Your goal => For every line in the data below that contains "ToSchema", copy the line.

Records for the task =>
----
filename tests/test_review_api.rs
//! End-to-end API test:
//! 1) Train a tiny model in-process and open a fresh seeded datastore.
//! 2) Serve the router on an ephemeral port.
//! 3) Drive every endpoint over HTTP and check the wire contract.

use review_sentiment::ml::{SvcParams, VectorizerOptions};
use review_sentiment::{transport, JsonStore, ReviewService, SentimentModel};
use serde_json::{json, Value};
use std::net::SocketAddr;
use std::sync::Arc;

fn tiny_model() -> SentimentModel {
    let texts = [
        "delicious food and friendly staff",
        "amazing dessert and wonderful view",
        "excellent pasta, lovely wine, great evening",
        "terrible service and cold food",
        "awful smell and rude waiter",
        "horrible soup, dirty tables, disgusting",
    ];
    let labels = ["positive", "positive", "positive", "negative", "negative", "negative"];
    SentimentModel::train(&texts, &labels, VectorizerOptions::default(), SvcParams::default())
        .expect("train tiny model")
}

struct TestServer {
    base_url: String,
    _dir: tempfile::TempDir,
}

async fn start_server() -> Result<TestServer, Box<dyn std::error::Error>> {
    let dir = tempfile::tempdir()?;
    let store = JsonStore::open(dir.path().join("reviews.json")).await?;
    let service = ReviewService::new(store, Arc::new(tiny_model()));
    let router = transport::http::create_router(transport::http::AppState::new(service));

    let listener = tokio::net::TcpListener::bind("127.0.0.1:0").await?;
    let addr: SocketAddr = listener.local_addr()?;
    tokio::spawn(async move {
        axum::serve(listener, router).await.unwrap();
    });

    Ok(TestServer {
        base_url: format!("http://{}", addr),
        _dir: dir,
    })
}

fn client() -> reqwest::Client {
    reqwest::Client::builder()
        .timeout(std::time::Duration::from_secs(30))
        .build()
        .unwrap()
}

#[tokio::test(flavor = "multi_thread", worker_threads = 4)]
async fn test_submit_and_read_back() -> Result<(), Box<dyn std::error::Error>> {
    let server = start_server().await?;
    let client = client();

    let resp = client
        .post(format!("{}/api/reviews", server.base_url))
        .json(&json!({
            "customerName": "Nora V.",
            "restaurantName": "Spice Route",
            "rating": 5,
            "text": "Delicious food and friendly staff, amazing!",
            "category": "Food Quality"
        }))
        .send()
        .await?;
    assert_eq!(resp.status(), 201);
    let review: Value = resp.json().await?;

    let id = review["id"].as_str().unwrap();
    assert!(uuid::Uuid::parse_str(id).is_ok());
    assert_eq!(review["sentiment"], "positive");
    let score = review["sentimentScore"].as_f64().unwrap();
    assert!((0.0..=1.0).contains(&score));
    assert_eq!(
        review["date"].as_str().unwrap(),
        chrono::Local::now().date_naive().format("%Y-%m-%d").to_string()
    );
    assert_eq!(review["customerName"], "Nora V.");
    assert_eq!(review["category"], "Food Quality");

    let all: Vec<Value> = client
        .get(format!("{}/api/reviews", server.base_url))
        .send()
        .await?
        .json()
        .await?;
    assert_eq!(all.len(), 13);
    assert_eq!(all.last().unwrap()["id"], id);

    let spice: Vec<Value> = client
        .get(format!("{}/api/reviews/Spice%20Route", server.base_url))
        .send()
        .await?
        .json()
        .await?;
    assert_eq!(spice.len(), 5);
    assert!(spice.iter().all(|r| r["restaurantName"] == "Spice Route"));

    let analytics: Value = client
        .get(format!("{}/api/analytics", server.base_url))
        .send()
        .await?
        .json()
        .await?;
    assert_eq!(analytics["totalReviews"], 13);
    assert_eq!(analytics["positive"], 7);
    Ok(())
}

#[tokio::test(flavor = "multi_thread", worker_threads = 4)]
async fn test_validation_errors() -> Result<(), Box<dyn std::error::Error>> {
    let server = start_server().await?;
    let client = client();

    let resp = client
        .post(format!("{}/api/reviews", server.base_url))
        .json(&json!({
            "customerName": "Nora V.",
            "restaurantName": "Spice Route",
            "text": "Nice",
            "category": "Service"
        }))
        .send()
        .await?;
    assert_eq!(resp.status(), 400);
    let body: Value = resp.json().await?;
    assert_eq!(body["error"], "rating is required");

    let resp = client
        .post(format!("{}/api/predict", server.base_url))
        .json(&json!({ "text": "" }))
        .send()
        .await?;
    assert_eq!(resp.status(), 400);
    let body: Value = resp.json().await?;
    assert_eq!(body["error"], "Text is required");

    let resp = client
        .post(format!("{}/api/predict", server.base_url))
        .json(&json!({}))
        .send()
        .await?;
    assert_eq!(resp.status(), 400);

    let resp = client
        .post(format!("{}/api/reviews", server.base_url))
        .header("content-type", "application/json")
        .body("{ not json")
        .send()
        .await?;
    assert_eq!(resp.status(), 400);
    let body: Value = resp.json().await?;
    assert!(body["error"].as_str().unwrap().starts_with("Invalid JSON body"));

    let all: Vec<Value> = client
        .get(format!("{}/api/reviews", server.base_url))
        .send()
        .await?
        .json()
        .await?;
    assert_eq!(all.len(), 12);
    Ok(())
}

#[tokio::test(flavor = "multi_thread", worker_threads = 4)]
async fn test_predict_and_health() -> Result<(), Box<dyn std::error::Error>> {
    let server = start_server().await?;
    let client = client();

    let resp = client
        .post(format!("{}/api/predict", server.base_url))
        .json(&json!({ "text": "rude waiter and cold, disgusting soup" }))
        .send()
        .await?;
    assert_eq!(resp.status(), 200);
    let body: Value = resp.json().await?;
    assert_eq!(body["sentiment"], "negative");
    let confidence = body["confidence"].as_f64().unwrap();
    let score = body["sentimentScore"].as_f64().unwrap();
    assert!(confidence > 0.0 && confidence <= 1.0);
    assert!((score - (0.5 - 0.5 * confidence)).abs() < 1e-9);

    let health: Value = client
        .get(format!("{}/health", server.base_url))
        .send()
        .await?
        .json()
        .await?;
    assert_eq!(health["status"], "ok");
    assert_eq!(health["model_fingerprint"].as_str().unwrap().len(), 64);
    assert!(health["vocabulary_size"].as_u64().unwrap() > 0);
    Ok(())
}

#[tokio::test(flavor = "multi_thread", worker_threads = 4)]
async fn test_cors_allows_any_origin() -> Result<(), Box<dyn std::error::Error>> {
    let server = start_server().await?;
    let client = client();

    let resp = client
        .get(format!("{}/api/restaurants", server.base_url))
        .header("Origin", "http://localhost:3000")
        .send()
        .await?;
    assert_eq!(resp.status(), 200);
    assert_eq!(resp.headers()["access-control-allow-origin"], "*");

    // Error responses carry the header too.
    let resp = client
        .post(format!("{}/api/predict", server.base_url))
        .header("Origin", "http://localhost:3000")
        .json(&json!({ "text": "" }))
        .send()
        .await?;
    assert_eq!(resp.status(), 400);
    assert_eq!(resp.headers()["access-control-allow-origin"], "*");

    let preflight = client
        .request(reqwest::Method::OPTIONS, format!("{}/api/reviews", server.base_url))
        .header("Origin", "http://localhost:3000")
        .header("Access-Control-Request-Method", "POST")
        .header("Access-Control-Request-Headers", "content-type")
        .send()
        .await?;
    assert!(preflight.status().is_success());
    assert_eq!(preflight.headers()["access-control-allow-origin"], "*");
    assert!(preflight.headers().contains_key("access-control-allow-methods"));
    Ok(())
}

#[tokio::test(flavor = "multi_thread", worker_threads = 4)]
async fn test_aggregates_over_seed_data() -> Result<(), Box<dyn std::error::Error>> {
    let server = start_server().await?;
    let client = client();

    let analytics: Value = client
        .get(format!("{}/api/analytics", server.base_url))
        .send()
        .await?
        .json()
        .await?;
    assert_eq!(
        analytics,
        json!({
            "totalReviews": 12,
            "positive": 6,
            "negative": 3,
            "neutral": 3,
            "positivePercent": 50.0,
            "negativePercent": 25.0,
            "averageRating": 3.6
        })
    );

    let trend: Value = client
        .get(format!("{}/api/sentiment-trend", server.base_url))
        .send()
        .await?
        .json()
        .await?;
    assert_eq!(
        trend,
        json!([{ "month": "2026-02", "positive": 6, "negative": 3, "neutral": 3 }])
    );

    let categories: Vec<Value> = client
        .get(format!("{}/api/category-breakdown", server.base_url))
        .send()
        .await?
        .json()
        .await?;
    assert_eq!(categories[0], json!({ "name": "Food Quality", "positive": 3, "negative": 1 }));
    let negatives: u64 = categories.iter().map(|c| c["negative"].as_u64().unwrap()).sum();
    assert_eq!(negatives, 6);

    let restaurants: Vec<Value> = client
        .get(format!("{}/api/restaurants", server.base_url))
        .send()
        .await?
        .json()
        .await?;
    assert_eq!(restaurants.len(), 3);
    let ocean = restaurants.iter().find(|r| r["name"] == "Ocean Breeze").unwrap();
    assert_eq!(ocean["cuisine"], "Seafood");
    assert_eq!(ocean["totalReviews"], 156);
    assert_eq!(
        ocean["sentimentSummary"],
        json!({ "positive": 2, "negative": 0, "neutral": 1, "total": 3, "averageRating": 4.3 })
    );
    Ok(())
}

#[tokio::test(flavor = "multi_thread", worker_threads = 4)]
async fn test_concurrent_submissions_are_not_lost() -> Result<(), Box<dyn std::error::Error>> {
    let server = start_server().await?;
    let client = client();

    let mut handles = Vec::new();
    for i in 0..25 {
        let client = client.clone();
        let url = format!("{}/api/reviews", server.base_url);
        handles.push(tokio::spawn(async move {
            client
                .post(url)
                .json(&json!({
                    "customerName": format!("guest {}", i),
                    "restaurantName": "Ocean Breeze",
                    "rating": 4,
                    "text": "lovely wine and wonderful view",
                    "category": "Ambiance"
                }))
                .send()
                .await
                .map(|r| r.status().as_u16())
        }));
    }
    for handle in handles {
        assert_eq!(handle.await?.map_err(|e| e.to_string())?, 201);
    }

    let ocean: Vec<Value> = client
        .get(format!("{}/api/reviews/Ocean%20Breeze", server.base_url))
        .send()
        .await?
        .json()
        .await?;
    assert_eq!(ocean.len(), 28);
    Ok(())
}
----
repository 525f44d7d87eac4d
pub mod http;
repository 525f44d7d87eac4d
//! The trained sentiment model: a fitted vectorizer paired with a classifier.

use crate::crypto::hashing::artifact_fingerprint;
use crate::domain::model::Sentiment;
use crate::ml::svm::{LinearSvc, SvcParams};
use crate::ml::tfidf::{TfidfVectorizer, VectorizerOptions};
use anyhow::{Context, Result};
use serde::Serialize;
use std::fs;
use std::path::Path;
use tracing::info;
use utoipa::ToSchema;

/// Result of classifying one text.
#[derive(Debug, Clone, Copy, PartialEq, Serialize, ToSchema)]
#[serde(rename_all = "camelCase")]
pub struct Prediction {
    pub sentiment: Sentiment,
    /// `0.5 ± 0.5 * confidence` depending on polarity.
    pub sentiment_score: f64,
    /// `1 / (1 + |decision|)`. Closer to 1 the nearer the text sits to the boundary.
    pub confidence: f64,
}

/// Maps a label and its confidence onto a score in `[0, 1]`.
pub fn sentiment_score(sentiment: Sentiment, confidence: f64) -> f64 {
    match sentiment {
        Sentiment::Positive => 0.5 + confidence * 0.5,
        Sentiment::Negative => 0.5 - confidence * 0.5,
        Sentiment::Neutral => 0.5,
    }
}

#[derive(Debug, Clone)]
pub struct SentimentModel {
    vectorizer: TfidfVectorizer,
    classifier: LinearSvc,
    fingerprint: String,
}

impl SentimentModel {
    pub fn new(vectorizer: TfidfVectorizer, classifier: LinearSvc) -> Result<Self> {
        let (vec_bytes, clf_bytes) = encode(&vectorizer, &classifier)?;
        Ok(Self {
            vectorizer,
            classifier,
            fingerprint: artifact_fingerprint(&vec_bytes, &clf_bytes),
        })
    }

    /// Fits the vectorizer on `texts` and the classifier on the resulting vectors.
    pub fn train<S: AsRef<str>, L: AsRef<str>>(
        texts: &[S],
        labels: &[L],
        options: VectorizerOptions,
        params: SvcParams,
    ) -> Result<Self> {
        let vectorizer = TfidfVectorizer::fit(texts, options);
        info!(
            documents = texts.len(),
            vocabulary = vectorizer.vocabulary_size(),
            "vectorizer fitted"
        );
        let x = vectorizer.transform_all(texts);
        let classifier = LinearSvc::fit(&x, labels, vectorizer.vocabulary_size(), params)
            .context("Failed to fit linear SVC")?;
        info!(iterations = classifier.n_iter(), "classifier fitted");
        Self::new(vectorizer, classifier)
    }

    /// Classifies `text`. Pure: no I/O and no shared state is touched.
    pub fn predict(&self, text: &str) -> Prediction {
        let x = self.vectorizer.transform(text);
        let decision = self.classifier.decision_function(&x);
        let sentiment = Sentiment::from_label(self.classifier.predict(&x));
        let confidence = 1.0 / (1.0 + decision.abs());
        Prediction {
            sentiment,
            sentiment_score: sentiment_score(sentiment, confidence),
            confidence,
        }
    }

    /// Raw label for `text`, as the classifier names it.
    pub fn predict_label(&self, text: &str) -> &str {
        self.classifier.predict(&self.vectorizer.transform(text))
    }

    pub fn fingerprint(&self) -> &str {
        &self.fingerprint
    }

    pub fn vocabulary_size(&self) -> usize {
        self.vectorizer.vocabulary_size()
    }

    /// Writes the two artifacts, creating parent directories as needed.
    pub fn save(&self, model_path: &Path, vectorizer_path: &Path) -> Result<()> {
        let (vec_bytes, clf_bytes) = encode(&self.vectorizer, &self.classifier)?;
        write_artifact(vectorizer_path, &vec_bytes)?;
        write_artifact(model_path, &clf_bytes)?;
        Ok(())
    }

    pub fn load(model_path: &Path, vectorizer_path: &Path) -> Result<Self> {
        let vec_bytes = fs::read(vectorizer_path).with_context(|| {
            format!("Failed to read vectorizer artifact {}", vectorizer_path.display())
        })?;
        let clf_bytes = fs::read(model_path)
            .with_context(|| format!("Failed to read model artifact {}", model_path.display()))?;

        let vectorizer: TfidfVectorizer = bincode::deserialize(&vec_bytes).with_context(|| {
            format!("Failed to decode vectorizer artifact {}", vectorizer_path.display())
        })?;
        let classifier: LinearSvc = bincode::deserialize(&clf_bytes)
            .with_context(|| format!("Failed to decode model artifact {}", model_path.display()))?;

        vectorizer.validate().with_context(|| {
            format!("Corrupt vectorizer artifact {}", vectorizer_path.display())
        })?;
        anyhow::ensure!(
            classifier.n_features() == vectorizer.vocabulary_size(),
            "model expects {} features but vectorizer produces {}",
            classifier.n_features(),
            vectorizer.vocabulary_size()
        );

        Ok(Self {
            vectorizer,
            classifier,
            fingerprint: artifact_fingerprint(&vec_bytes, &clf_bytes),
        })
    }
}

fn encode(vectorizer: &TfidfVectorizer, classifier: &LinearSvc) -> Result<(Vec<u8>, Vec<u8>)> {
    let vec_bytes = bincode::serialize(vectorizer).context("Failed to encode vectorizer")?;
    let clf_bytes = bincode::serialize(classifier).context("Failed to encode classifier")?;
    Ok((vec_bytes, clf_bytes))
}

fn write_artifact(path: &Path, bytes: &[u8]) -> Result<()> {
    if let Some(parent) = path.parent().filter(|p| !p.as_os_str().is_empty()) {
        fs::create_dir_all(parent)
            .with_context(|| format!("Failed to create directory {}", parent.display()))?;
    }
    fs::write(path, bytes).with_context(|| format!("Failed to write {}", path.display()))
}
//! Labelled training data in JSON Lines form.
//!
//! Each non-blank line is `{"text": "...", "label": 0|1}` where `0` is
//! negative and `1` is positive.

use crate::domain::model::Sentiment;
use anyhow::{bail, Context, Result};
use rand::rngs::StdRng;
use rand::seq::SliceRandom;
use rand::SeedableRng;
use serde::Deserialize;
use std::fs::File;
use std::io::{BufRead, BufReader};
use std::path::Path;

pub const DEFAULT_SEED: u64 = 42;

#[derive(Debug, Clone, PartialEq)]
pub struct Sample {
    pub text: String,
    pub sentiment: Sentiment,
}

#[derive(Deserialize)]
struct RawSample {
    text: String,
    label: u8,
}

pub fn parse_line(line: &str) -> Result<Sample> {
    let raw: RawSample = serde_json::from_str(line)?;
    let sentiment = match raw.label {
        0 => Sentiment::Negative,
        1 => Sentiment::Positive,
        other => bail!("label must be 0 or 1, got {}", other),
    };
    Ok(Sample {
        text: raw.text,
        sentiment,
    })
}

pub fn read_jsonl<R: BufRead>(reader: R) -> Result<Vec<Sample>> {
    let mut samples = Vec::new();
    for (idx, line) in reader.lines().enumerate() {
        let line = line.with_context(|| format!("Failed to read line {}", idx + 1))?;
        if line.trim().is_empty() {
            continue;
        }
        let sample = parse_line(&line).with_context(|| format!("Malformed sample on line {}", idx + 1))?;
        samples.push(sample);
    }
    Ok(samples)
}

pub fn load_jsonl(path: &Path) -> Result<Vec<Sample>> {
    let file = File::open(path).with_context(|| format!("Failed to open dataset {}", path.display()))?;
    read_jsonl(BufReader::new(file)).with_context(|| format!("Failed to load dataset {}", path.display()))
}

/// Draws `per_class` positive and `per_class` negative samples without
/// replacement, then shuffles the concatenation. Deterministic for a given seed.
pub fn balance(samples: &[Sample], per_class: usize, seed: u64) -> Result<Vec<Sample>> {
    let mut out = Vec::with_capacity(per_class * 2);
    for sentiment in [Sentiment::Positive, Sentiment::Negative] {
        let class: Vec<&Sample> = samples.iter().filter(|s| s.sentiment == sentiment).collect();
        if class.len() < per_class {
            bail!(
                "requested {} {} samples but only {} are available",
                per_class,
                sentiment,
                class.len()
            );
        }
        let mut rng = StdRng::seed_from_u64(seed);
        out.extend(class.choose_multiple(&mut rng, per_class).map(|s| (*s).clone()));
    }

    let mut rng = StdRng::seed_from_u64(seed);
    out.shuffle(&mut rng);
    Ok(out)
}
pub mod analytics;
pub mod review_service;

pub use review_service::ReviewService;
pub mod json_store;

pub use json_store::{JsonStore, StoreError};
----
Finished exercise =>
use utoipa::ToSchema;
#[derive(Debug, Clone, Copy, PartialEq, Serialize, ToSchema)]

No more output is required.